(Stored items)
★ ★ ★ ★ ★

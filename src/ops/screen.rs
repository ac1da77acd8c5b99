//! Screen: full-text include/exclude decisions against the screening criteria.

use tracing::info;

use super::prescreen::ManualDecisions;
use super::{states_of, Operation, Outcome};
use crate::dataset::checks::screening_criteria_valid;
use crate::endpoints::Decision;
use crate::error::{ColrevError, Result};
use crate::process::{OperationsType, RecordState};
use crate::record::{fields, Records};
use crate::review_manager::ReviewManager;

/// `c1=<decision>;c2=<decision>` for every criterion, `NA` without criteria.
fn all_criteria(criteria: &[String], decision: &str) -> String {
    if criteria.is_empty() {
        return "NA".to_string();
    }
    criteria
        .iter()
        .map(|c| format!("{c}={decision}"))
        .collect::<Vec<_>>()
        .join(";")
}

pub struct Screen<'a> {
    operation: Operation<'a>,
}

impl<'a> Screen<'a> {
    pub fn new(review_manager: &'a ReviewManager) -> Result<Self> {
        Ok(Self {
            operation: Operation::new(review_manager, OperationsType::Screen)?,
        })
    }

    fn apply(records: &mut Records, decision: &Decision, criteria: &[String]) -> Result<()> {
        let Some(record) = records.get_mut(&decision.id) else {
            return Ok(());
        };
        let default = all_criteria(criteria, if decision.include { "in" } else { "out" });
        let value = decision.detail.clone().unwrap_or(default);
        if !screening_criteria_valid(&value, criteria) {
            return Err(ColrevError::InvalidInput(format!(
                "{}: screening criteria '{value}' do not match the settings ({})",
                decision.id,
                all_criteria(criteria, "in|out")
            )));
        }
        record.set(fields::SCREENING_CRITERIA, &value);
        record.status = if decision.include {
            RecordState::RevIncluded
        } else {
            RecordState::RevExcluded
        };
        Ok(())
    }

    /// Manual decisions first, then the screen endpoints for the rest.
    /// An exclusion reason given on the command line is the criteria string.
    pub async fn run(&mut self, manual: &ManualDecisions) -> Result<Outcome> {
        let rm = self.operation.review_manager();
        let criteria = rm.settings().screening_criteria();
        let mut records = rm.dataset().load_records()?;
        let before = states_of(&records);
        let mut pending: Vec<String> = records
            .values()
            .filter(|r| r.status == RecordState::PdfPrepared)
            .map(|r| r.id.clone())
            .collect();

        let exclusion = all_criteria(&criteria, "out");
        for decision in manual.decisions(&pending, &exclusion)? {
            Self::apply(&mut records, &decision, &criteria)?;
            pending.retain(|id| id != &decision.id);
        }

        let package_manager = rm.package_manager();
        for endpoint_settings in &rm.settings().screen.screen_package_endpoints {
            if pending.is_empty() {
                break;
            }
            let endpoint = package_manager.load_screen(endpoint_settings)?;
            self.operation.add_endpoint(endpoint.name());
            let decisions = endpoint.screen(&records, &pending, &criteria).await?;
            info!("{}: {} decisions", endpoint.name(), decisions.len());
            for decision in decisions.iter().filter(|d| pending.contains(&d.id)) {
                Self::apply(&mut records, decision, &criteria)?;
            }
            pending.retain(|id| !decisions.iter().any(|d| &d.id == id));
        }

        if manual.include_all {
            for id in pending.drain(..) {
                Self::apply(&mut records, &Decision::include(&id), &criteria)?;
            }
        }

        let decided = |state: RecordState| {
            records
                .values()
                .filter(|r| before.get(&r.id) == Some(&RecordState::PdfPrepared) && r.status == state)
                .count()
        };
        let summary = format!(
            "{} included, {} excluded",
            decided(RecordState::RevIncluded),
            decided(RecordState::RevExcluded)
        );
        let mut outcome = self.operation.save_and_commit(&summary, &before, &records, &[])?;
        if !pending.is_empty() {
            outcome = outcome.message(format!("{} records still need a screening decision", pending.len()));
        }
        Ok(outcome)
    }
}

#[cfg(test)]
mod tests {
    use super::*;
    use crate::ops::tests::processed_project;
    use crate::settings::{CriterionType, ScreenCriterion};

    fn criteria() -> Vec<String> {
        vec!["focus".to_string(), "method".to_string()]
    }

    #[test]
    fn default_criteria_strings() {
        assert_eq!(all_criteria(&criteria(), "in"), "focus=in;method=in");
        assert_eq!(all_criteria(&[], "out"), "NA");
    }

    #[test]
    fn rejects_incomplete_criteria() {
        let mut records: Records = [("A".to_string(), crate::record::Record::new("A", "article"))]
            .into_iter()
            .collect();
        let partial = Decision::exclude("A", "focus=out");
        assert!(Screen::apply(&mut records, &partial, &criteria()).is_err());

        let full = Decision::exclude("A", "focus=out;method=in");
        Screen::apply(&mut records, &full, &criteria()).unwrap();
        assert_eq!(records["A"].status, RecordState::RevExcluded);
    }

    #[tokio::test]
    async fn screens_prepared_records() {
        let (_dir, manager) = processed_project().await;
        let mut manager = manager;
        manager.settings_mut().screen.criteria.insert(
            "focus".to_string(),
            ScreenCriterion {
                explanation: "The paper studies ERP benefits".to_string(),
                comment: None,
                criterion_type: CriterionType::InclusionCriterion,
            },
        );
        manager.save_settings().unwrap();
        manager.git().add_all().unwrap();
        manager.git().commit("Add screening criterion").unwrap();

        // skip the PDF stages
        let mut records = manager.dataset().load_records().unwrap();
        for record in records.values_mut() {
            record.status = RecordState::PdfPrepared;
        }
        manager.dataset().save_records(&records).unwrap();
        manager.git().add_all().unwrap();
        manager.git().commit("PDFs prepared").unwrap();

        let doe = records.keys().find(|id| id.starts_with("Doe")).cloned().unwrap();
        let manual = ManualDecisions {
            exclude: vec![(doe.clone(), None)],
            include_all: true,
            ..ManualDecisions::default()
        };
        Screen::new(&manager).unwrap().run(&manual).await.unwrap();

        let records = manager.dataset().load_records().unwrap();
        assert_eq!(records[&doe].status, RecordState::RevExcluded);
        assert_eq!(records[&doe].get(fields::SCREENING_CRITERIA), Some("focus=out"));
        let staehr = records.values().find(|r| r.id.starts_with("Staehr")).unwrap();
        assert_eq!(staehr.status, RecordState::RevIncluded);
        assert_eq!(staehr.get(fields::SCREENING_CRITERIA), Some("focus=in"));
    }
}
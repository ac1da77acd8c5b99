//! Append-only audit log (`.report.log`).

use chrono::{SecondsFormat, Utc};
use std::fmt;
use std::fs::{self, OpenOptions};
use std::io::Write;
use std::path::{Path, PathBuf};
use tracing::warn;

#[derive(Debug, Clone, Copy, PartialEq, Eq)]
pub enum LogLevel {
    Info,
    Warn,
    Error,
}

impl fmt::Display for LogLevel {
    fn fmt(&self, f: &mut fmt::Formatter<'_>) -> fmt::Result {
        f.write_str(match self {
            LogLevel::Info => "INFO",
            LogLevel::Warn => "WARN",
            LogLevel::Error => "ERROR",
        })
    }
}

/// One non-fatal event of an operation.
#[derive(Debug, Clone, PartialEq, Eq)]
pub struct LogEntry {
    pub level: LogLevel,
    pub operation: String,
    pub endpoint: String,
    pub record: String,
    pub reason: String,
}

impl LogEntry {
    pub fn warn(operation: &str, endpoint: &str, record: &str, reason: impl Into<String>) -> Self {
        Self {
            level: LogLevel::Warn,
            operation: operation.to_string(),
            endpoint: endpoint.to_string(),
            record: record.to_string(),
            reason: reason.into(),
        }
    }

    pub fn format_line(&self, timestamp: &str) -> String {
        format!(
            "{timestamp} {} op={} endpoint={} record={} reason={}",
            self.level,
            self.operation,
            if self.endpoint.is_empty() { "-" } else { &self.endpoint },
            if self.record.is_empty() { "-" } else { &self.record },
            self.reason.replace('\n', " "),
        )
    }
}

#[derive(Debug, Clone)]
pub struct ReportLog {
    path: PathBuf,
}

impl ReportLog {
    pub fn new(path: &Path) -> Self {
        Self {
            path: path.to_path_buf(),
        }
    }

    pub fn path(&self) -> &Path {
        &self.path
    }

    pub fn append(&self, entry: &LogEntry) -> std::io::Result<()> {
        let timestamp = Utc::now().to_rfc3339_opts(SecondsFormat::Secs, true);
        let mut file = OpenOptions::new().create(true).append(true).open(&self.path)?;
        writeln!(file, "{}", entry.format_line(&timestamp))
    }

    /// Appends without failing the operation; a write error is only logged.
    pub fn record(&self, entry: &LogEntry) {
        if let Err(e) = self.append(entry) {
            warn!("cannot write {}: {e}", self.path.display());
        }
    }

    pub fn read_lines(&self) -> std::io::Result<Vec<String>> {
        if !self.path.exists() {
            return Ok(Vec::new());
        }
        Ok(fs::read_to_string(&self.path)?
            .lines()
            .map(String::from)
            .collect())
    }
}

★ ★ ★ ★ ★

- **Instructions to follow**:
Lines holding "reason" in the data above: copy each of them.

- **Solution for this problem**:
    /// An exclusion reason given on the command line is the criteria string.
    pub reason: String,
    pub fn warn(operation: &str, endpoint: &str, record: &str, reason: impl Into<String>) -> Self {
            reason: reason.into(),
            "{timestamp} {} op={} endpoint={} record={} reason={}",
            self.reason.replace('\n', " "),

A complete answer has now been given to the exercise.